Islam dengan berbagai ajarannya tidak hanya mengandalkan iman saja. Itu tidak cukup. Tapi perlu menggunakan ilmu.

Kita tidak sedang berniat meninggalkan masjid sebagai tempat beribadah. Dan kita tidak sedang berniat meninggalkan amaliyah silaturrahim, dan lain-lain. Akan tetapi, pahaami yaaah>!?!? Kita sedang mempraktikan iman dan ilmu dalam waktu yang bersamaan atau bahasa kontemporernya (simultan) terutama dalam masalah kaidah usul fiqih (al-Ushul al-Fiqhiyyah) yaitu dalam kaidah: “DAR’UL MAFAASID MUQADDAMUN ALA JALBI AL-MASHAALIH” atau dengan kalimat gampang (mencegah terjadinya kerusakan (madharat) lebih didahulukan daripada sekedar membuat kebaikan (maslahah)).

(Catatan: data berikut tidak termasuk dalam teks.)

use approx::assert_relative_eq;

use element_ops::{layout_fence, ElementError, ElementRequest, FenceParams};
use element_types::{Guide, Point3d, ProfileSpec, SolidSpec, Vec3, VolumeKind};
use geom_kernel::{KernelIntrospect, MockKernel};

fn p(x: f64, y: f64) -> Point3d {
    Point3d::new(x, y, 0.0)
}

fn straight(length: f64) -> Guide {
    Guide::Line {
        start: p(0.0, 0.0),
        end: p(length, 0.0),
    }
}

/// 4000 mm along +X, then 3000 mm along +Y.
fn corner() -> Guide {
    Guide::polyline([p(0.0, 0.0), p(4000.0, 0.0), p(4000.0, 3000.0)])
}

fn rectangle(spec: &SolidSpec) -> (Point3d, Vec3, Vec3, f64, f64) {
    match spec.profile {
        ProfileSpec::Rectangle {
            origin,
            x_axis,
            y_axis,
            extent_x,
            extent_y,
        } => (origin, x_axis, y_axis, extent_x, extent_y),
        ProfileSpec::Polygon { .. } => panic!("fence parts are rectangles"),
    }
}

/// Centre of a rectangular footprint.
fn center(spec: &SolidSpec) -> Point3d {
    let (origin, x_axis, y_axis, ex, ey) = rectangle(spec);
    origin + x_axis * (ex * 0.5) + y_axis * (ey * 0.5)
}

fn posts(volumes: &[SolidSpec]) -> Vec<&SolidSpec> {
    volumes
        .iter()
        .filter(|v| matches!(v.kind, VolumeKind::Post { .. }))
        .collect()
}

fn rails(volumes: &[SolidSpec]) -> Vec<&SolidSpec> {
    volumes
        .iter()
        .filter(|v| matches!(v.kind, VolumeKind::Rail { .. }))
        .collect()
}

// ── Posts ─────────────────────────────────────────────────────────────────

#[test]
fn posts_are_spread_evenly_including_both_ends() {
    let volumes = layout_fence(&straight(10_000.0), &FenceParams::default()).unwrap();
    let posts = posts(&volumes);
    assert_eq!(posts.len(), 5);
    for (i, post) in posts.iter().enumerate() {
        assert_eq!(post.kind, VolumeKind::Post { index: i });
        let c = center(post);
        assert_relative_eq!(c.x, i as f64 * 2500.0, epsilon = 1e-9);
        assert_relative_eq!(c.y, 0.0, epsilon = 1e-9);
        assert_relative_eq!(post.elevation(), 0.0);
        assert_relative_eq!(post.height, 1200.0);
    }
}

#[test]
fn short_guide_still_gets_two_posts() {
    let volumes = layout_fence(&straight(300.0), &FenceParams::default()).unwrap();
    assert_eq!(posts(&volumes).len(), 2);
}

#[test]
fn posts_turn_with_the_guide() {
    // 7000 / 2000 = 3.5 rounds to 4 posts, the third one on the second segment.
    let volumes = layout_fence(&corner(), &FenceParams::default()).unwrap();
    let posts = posts(&volumes);
    assert_eq!(posts.len(), 4);

    let (_, x_axis, y_axis, depth, width) = rectangle(posts[2]);
    assert_relative_eq!(x_axis.y, 1.0, epsilon = 1e-12);
    assert_relative_eq!(y_axis.x, -1.0, epsilon = 1e-12);
    assert_relative_eq!(depth, 80.0);
    assert_relative_eq!(width, 80.0);

    let c = center(posts[2]);
    assert_relative_eq!(c.x, 4000.0, epsilon = 1e-9);
    assert_relative_eq!(c.y, 7000.0 * 2.0 / 3.0 - 4000.0, epsilon = 1e-9);
}

#[test]
fn embedding_moves_posts_down() {
    let params = FenceParams {
        embed_depth: 200.0,
        ..FenceParams::default()
    };
    let volumes = layout_fence(&straight(4000.0), &params).unwrap();
    for post in posts(&volumes) {
        assert_relative_eq!(post.elevation(), -200.0);
        assert_relative_eq!(post.height, 1400.0);
    }
    let bottom = rails(&volumes)[0];
    assert_eq!(bottom.kind, VolumeKind::Rail { level: 0, segment: 0 });
    assert_relative_eq!(bottom.elevation(), -200.0);
}

#[test]
fn negative_embed_counts_as_zero() {
    let params = FenceParams {
        embed_depth: -50.0,
        ..FenceParams::default()
    };
    let volumes = layout_fence(&straight(4000.0), &params).unwrap();
    assert!(volumes.iter().all(|v| v.elevation() >= 0.0));
}

// ── Rails ─────────────────────────────────────────────────────────────────

#[test]
fn each_rail_runs_along_every_segment() {
    let volumes = layout_fence(&corner(), &FenceParams::default()).unwrap();
    let rails = rails(&volumes);
    assert_eq!(rails.len(), 6);

    let expected: Vec<VolumeKind> = (0..3)
        .flat_map(|level| (0..2).map(move |segment| VolumeKind::Rail { level, segment }))
        .collect();
    let kinds: Vec<VolumeKind> = rails.iter().map(|r| r.kind).collect();
    assert_eq!(kinds, expected);

    let (origin, x_axis, _, length, depth) = rectangle(rails[1]);
    assert_relative_eq!(x_axis.y, 1.0, epsilon = 1e-12);
    assert_relative_eq!(length, 3000.0, epsilon = 1e-9);
    assert_relative_eq!(depth, 60.0);
    // Centred on the guide: left of +Y is -X, so the bar starts 30 mm to the right.
    assert_relative_eq!(origin.x, 4030.0, epsilon = 1e-9);
}

#[test]
fn rail_heights_follow_levels() {
    let volumes = layout_fence(&straight(4000.0), &FenceParams::default()).unwrap();
    let bottoms: Vec<f64> = rails(&volumes).iter().map(|r| r.elevation()).collect();
    assert_eq!(bottoms.len(), 3);
    assert_relative_eq!(bottoms[0], 0.0);
    assert_relative_eq!(bottoms[1], 580.0);
    assert_relative_eq!(bottoms[2], 1160.0);
    assert!(rails(&volumes).iter().all(|r| r.height == 40.0));
}

#[test]
fn rails_can_be_switched_off() {
    let params = FenceParams {
        bottom_rail: false,
        top_rail: false,
        middle_rail_count: 0,
        ..FenceParams::default()
    };
    let volumes = layout_fence(&corner(), &params).unwrap();
    assert!(rails(&volumes).is_empty());
    assert_eq!(volumes.len(), 4);
}

#[test]
fn zero_length_segment_gets_no_rail() {
    let guide = Guide::polyline([
        p(0.0, 0.0),
        p(4000.0, 0.0),
        p(4000.0, 0.0),
        p(4000.0, 3000.0),
    ]);
    let volumes = layout_fence(&guide, &FenceParams::default()).unwrap();
    let rails = rails(&volumes);
    assert_eq!(rails.len(), 6);
    assert!(rails
        .iter()
        .all(|r| !matches!(r.kind, VolumeKind::Rail { segment: 1, .. })));
}

#[test]
fn offset_shifts_everything_sideways() {
    let params = FenceParams {
        offset: 500.0,
        ..FenceParams::default()
    };
    let volumes = layout_fence(&corner(), &params).unwrap();
    let last_post = center(posts(&volumes)[3]);
    assert_relative_eq!(last_post.x, 4000.0, epsilon = 1e-9);
    assert_relative_eq!(last_post.y, 3500.0, epsilon = 1e-9);

    let (origin, _, _, _, _) = rectangle(rails(&volumes)[0]);
    assert_relative_eq!(origin.y, 470.0, epsilon = 1e-9);
}

// ── Edge Cases & Errors ───────────────────────────────────────────────────

#[test]
fn zero_length_guide_yields_nothing() {
    let guide = Guide::Line {
        start: p(1.0, 1.0),
        end: p(1.0, 1.0),
    };
    assert!(layout_fence(&guide, &FenceParams::default()).unwrap().is_empty());
}

#[test]
fn curved_guides_are_rejected() {
    let arc = Guide::Arc {
        center: Point3d::ORIGIN,
        radius: 3000.0,
        start_angle: 0.0,
        end_angle: 1.0,
    };
    let err = layout_fence(&arc, &FenceParams::default()).unwrap_err();
    assert!(matches!(err, ElementError::NonPolylineGuide { .. }));
}

#[test]
fn absurd_post_spacing_is_rejected() {
    let params = FenceParams {
        post_spacing: 1e-300,
        ..FenceParams::default()
    };
    let err = layout_fence(&straight(1000.0), &params).unwrap_err();
    assert!(matches!(err, ElementError::InvalidParameter { name: "post_spacing", .. }));
}

#[test]
fn absurd_rail_count_is_rejected() {
    let params = FenceParams {
        middle_rail_count: u32::MAX,
        ..FenceParams::default()
    };
    let err = layout_fence(&straight(1000.0), &params).unwrap_err();
    assert!(matches!(err, ElementError::InvalidParameter { name: "middle_rail_count", .. }));
}

#[test]
fn non_positive_post_size_is_rejected() {
    let params = FenceParams {
        post_width: 0.0,
        ..FenceParams::default()
    };
    let err = layout_fence(&straight(1000.0), &params).unwrap_err();
    assert!(matches!(err, ElementError::InvalidParameter { name: "post_width", .. }));
}

// ── Kernel Build ──────────────────────────────────────────────────────────

#[test]
fn fence_request_builds_with_default_params() {
    let json = r#"{
        "element": "fence",
        "guide": {
            "type": "Line",
            "start": {"x": 0.0, "y": 0.0, "z": 0.0},
            "end": {"x": 4000.0, "y": 0.0, "z": 0.0}
        }
    }"#;
    let request = ElementRequest::from_json(json).unwrap();
    assert_eq!(request.element_name(), "fence");

    let mut kernel = MockKernel::new();
    let built = request.build(&mut kernel).unwrap();
    // Two posts and three rails.
    assert_eq!(built.len(), 5);

    let post = kernel.volume(&built[0].handle).unwrap();
    assert_relative_eq!(post, 80.0 * 80.0 * 1200.0, max_relative = 1e-9);
    let rail = kernel.bounding_box(&built[2].handle).unwrap();
    assert_relative_eq!(rail.max.x - rail.min.x, 4000.0, epsilon = 1e-9);
    assert_relative_eq!(rail.max.y - rail.min.y, 60.0, epsilon = 1e-9);
}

Dan kaidah seperti ini sudah sangat mendarah daging dikalangan para kiyai, santri, dan ulama internasional. Bahkan organisasi keaagaam seperti Nahdhatul Ulama yang dimotori beberapa kiyai di dalamnya melakukan bahtsul masail terkait fenomena yang melanda sekarang. Eh anda yang hanya bermodalkan iman langsung asal bunyi. Kaaan kayak komedi jadinya tingkah anda.

Benar! Kematian itu kuasa Tuhan, namun Tuhan pun mengajarkan hambanya untuk berusaha kemudian bertawakal. Bukan langsung bertawakal tanpa ada usaha apapun. Dan usaha menurut kaidah tersebut sebagaimana yang difatwakan para ulama.

Memang benar kematian pasti datangnya tidak dapat diprediksi dan kepada siapa akan mampir terlebih dahulu. Namun tidak ada kesalahan bila usaha menghadapi corona menurut alur kaidah tersebut untuk tetap menjalankan ibadah di rumah.
Jadi, paham kaaaaan, mengapa ulama-ulama sekaliber al-Azhar mengeluarkan pernyataan sedemikian rupa dalam menyikapi CO-RO-NA. Mereka memadukan iman dan ilmu. Tidak serampangan.